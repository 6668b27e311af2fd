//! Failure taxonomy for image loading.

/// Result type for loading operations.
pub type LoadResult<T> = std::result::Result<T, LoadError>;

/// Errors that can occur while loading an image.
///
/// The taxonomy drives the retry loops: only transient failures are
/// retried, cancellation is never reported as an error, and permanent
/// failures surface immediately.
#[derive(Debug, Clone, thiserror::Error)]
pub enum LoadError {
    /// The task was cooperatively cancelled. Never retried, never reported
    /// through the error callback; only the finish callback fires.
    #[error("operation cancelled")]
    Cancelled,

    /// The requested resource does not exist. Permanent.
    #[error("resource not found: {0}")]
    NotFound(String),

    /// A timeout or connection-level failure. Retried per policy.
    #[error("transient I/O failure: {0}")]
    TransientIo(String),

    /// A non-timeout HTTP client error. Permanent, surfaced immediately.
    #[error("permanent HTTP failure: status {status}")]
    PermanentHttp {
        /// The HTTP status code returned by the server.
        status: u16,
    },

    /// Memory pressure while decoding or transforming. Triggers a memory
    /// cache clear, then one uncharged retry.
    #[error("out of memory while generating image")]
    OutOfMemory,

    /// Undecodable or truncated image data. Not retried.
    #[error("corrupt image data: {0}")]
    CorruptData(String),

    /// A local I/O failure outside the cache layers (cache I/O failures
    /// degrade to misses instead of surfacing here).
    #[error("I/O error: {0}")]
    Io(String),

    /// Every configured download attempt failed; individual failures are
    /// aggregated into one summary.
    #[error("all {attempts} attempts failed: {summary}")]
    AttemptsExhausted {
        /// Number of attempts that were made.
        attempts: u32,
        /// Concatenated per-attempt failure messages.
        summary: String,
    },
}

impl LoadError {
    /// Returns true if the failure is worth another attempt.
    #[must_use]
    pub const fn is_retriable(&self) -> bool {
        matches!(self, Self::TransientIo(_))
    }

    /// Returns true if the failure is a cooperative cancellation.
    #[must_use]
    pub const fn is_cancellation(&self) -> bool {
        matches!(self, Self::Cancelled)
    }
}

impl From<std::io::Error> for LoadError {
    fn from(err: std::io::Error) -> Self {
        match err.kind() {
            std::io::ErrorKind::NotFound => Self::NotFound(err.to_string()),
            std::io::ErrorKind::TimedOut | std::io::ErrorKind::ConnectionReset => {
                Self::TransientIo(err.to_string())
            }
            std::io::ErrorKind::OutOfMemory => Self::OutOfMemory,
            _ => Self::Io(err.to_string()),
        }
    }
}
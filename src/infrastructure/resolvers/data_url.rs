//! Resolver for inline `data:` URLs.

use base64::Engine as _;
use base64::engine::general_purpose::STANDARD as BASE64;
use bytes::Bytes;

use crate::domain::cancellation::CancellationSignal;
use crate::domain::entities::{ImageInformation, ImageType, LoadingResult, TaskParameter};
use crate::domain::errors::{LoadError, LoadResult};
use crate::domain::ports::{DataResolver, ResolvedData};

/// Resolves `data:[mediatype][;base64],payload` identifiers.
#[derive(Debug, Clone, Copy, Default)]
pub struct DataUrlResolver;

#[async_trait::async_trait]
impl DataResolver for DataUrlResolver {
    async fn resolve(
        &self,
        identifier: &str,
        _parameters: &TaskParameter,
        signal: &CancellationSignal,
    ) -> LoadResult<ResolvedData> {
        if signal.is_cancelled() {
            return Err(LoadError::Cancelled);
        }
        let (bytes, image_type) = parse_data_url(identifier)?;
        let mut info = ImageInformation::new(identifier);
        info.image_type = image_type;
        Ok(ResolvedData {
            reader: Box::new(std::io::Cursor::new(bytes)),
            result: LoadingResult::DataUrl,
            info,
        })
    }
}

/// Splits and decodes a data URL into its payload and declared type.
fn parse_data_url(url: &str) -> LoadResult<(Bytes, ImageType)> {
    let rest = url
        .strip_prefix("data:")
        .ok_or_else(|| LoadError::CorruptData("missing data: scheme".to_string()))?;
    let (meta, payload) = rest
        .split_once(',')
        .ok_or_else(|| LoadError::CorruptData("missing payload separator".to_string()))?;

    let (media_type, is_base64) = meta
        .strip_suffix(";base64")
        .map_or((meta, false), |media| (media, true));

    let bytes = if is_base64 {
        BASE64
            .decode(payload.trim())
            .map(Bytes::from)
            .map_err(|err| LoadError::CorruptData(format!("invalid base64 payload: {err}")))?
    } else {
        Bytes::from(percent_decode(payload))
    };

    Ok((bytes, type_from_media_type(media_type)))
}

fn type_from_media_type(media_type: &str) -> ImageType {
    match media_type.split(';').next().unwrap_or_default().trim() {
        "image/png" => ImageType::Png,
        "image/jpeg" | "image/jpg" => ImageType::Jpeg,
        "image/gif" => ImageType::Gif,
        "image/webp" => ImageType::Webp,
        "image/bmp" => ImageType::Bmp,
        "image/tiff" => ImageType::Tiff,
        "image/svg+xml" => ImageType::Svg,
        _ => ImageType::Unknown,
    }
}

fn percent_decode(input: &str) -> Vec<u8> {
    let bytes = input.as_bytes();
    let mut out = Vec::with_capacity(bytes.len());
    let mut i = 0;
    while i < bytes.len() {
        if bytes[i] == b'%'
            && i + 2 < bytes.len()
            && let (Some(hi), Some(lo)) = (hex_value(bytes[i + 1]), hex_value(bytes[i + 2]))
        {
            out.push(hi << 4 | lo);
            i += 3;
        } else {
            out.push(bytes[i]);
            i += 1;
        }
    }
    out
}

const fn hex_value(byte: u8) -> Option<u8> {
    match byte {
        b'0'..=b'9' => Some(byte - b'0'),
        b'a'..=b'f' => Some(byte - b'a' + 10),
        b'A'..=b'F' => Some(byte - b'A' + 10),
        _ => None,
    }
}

□ □ □ □

### Exercise
Output, exactly and in full, the lines from the start of the entries above through the line that contains "transient failures are".

### Written response
repository 6668b27e311af2fd
//! Failure taxonomy for image loading.

/// Result type for loading operations.
pub type LoadResult<T> = std::result::Result<T, LoadError>;

/// Errors that can occur while loading an image.
///
/// The taxonomy drives the retry loops: only transient failures are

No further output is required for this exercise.